In [None]:
import pandas as pd

Table of contents:

- [Encoding categorical features](#1.-Enconding-categorical-features)
- [Normalization and Standardization](#2.-Normalization-and-Standardization)
- [Data imputation](#3.-Data-imputation)
- [Polynomial features](#4.-Polynomial-features)

In [None]:
# load titanic dataset
url = 'https://raw.githubusercontent.com/um-perez-alvaro/Data-Science-Practice/master/Data/titanic.csv'
titanic = pd.read_csv(url ,index_col = 'PassengerId')
titanic.head()

**Dataframe Columns:**

- survived: 0 = No; 1 = Yes
- Pclass: Passenger Class (1 = 1st; 2 = 2nd; 3 = 3rd)
- name: Name
- sex: Sex
- age: Age
- sibsp: Number of Siblings/Spouses Aboard
- parch: Number of Parents/Children Aboard
- ticket: - Ticket Number
- fare: Passenger Fare
- cabin: Cabin
- embarked: Port of Embarkation (C = Cherbourg; Q = Queenstown; S = Southampton)

**Categorical features in the Titanic dataset**: sex, ticket, cabin, embarked. 

**Numerical features in the Titanic dataset**: Pclass, Age, SibSp, Parch, Fare

In [None]:
# missing values
titanic.isnull().sum()

## 1. Enconding categorical features

- [Ordinal encoding](#1.1.-Ordinal-encoding)
- [One hot encoding](#1.2.-One-hot-encoding)

Often features are not given as continuous values but categorical.
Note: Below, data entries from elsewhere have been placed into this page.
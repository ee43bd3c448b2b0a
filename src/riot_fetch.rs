use std::thread;
use std::time::Duration;

use anyhow::Result;
use serde_json::Value;

use crate::api_client::{Auth, call_delay_from_env, get_json, http_client};
use crate::cache_store::{self, CacheStore};
use crate::error::ScanError;
use crate::match_doc::{as_u64_any, id_string, parse_match_json};
use crate::source::{MatchDetail, MatchSource, PlayerIdentity};

const RIOT_PAGE_SIZE: usize = 100;

/// Modern match-v4 generation: X-Riot-Token auth, a hundred ids per page,
/// wire order already most-recent-first.
pub struct RiotSource {
    auth: Auth,
    host: String,
    cache: CacheStore,
    pace: Duration,
}

impl RiotSource {
    pub fn new(api_key: String, platform: String, cache: CacheStore, pace: Duration) -> Self {
        Self {
            auth: Auth::ApiKey(api_key),
            host: format!("https://{platform}.api.riotgames.com"),
            cache,
            pace,
        }
    }

    pub fn from_env(cache: CacheStore) -> Result<Self> {
        let key = env_str("RIOT_API_KEY");
        if key.is_empty() {
            anyhow::bail!("RIOT_API_KEY is not set");
        }
        let platform = match env_str("RIOT_PLATFORM") {
            p if p.is_empty() => "kr".to_string(),
            p => p.to_lowercase(),
        };
        Ok(Self::new(key, platform, cache, call_delay_from_env()))
    }

    fn pace(&self) {
        if !self.pace.is_zero() {
            thread::sleep(self.pace);
        }
    }

    // Summoner names go into a path segment and may carry spaces or
    // non-ASCII, so the path is percent-encoded through the url parser.
    fn summoner_url(&self, nickname: &str) -> Result<String, ScanError> {
        let mut url = reqwest::Url::parse(&self.host)
            .map_err(|err| ScanError::TransientNetwork(format!("bad api host: {err}")))?;
        url.set_path(&format!("/lol/summoner/v4/summoners/by-name/{nickname}"));
        Ok(url.to_string())
    }
}

impl MatchSource for RiotSource {
    fn label(&self) -> &'static str {
        "matchv4"
    }

    fn page_size(&self) -> usize {
        RIOT_PAGE_SIZE
    }

    fn resolve(&mut self, nickname: &str) -> Result<PlayerIdentity, ScanError> {
        let key = cache_store::summoner_key(nickname);
        if let Some(cached) = self.cache.get(&key) {
            if let Some(account_id) = parse_summoner_json(&cached) {
                return Ok(PlayerIdentity { account_id });
            }
        }

        let client = http_client()?;
        let url = self.summoner_url(nickname)?;
        let body = get_json(client, &url, &[], &self.auth)?;
        self.pace();
        let Some(body) = body else {
            return Err(ScanError::UnknownPlayer {
                nickname: nickname.to_string(),
            });
        };
        let account_id = parse_summoner_json(&body).ok_or_else(|| ScanError::UnknownPlayer {
            nickname: nickname.to_string(),
        })?;
        self.cache.set(&key, &body)?;
        Ok(PlayerIdentity { account_id })
    }

    fn match_page(
        &mut self,
        identity: &PlayerIdentity,
        begin: usize,
        end: usize,
    ) -> Result<Vec<u64>, ScanError> {
        let client = http_client()?;
        let url = format!(
            "{}/lol/match/v4/matchlists/by-account/{}",
            self.host, identity.account_id
        );
        let query = [
            ("beginIndex", begin.to_string()),
            ("endIndex", end.to_string()),
        ];
        let body = get_json(client, &url, &query, &self.auth)?;
        self.pace();
        // 404 past the end of history is a normal empty page
        match body {
            Some(body) => Ok(parse_matchlist_json(&body)),
            None => Ok(Vec::new()),
        }
    }

    fn match_detail(&mut self, match_id: u64) -> Result<MatchDetail, ScanError> {
        let key = cache_store::match_key(match_id);
        if let Some(cached) = self.cache.get(&key) {
            if let Ok(detail) = parse_match_json(match_id, &cached) {
                return Ok(detail);
            }
        }

        let client = http_client()?;
        let url = format!("{}/lol/match/v4/matches/{match_id}", self.host);
        let body = get_json(client, &url, &[], &self.auth)?;
        self.pace();
        let Some(body) = body else {
            return Err(ScanError::MalformedMatch {
                match_id,
                reason: "not found".to_string(),
            });
        };
        self.cache.set(&key, &body)?;
        parse_match_json(match_id, &body)
    }
}

pub fn parse_summoner_json(raw: &str) -> Option<String> {
    let value: Value = serde_json::from_str(raw.trim()).ok()?;
    value.get("accountId").and_then(id_string)
}

pub fn parse_matchlist_json(raw: &str) -> Vec<u64> {
    let trimmed = raw.trim();
    if trimmed.is_empty() || trimmed == "null" {
        return Vec::new();
    }
    let Ok(value) = serde_json::from_str::<Value>(trimmed) else {
        return Vec::new();
    };
    let Some(matches) = value.get("matches").and_then(|v| v.as_array()) else {
        return Vec::new();
    };
    matches
        .iter()
        .filter_map(|m| m.get("gameId").and_then(as_u64_any))
        .collect()
}

fn env_str(name: &str) -> String {
    std::env::var(name)
        .map(|v| v.trim().to_string())
        .unwrap_or_default()
}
For example a person could have features ["male", "female"], ["from Europe", "from US", "from Asia"], ["uses Firefox", "uses Chrome", "uses Safari", "uses Internet Explorer"]. Such features can be efficiently coded as integers. 
To convert categorical features to such integer codes, we can use the OrdinalEncoder.

### 1.1. Ordinal encoding

In [None]:
from sklearn.preprocessing import OrdinalEncoder
encoder = OrdinalEncoder()

In [None]:
# ordingal encoding of the "Sex" feature  
titanic.Sex.unique()

In [None]:
encoder.fit(titanic[['Sex']])
encoder.transform(titanic[['Sex']])

In [None]:
encoder.categories_

In [None]:
# ordinal encoding of the "Embarked" feature
titanic.Embarked.unique()

In [None]:
# OrdinarEncoder does not work where there are missing values;
# for this example, we'll drop the 2 missing values in the "Embarked" column
titanic.dropna(subset=['Embarked'], how='any', axis=0, inplace=True)

encoder.fit(titanic[['Embarked']])
encoder.transform(titanic[['Embarked']])

In [None]:
encoder.categories_

In [None]:
# # ordinal encoding of the "Sex" and "Embarked" features
encoder.fit(titanic[['Sex','Embarked']])
encoder.transform(titanic[['Sex','Embarked']])

In [None]:
encoder.categories_

Such integer representation can, however, not be used directly with all scikit-learn models, as these expect continuous input, and would interpret the categories as being ordered, which is often not desired

### 1.2. One hot encoding

Another possibility to convert categorical features to features that can be used with scikit-learn models is to use a one-of-K, also known as one-hot encoding. 
This type of encoding can be obtained with the OneHotEncoder, which transforms each categorical feature with n_categories possible values into n_categories binary features, with one of them 1, and all others 0.

In [None]:
# one hot encoding of the "sex" feature
from sklearn.preprocessing import OneHotEncoder
encoder = OneHotEncoder(sparse=False) # initializer the one hot enconder

In [None]:
titanic[['Sex']].head()

In [None]:
encoder.fit(titanic[['Sex']])
encoder.transform(titanic[['Sex']])

In [None]:
encoder.categories_

In [None]:
# one hot encoding of the "Embarked" feature
titanic.Embarked.head(10)

In [None]:
encoder.fit(titanic[['Embarked']])
encoder.transform(titanic[['Embarked']])

In [None]:
encoder.categories_

In [None]:
# one hot encoding of the "Sex" and "Embarked" features
encoder.fit_transform(titanic[['Sex','Embarked']])

In [None]:
encoder.categories_

## 2. Normalization and Standardization 

- [Normalization](#2.1.-Normalization)
- [Standardization](#2.2.-Standardization)

In [None]:
X = titanic[['Pclass','Age','Fare']] # feature matrix
X

### 2.1. Normalization

**Normalization** is the process of converting an actual range of values which a numerical feature can take, into a standard range of values, typically in the interval [-1,1] or [0,1].
This can be achieved using MinMaxScaler or MaxAbsScaler, respectively.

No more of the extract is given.